↓↓↓

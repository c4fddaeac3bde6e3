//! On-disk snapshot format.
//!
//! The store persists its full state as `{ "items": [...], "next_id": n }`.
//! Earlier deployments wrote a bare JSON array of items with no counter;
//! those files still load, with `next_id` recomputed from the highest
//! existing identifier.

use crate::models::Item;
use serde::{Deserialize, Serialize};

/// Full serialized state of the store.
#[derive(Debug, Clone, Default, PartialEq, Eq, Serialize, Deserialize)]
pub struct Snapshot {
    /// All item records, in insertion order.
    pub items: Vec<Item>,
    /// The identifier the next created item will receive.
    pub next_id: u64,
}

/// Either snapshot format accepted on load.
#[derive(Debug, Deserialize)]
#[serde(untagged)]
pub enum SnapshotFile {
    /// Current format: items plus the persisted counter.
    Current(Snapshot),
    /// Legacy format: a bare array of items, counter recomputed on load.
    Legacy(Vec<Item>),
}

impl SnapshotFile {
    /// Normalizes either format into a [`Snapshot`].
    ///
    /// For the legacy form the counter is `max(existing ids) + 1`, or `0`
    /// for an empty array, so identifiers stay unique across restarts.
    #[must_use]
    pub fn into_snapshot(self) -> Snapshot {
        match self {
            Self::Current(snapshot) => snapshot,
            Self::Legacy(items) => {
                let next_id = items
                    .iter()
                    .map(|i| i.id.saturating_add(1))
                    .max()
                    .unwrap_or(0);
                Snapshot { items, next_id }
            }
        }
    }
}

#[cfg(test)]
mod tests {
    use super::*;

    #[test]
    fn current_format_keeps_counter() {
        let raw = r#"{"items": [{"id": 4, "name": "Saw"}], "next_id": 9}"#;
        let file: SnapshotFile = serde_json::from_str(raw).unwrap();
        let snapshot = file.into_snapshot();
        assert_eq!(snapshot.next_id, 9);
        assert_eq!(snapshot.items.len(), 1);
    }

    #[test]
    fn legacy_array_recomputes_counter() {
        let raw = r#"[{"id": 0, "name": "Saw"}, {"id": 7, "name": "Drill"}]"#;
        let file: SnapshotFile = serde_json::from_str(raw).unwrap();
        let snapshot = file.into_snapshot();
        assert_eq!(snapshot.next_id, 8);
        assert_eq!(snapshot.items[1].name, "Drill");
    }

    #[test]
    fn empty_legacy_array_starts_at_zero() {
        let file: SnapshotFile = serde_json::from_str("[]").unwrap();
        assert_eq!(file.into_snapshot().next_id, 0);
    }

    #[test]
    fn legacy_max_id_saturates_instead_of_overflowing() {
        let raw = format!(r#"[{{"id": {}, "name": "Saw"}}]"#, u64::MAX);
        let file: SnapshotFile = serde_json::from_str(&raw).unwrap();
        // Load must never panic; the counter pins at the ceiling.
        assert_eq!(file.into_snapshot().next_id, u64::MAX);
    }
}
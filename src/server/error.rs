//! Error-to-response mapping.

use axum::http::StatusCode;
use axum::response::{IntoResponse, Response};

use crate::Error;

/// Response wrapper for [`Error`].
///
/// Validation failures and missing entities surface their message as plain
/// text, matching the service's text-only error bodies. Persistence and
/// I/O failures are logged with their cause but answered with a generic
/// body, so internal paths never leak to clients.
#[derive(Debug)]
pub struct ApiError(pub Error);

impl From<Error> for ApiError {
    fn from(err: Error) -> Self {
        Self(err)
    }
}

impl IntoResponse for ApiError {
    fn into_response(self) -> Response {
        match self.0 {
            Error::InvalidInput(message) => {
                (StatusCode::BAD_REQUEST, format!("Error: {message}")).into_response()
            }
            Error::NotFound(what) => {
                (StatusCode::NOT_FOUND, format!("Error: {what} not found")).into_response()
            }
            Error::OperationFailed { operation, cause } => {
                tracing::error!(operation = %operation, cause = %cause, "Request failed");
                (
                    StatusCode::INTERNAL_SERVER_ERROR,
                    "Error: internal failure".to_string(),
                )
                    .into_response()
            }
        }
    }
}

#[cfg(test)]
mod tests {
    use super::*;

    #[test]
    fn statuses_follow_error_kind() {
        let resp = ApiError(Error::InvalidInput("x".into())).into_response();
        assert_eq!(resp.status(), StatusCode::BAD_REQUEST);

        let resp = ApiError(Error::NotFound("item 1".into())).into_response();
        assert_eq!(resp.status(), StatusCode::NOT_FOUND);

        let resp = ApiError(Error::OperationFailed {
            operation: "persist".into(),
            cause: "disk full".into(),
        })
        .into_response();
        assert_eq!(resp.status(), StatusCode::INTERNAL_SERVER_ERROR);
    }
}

↑↑↑

### What this task involves
Could you work out how many lines in the records include "ApiError"? Answer with the number only.

### Task solution
6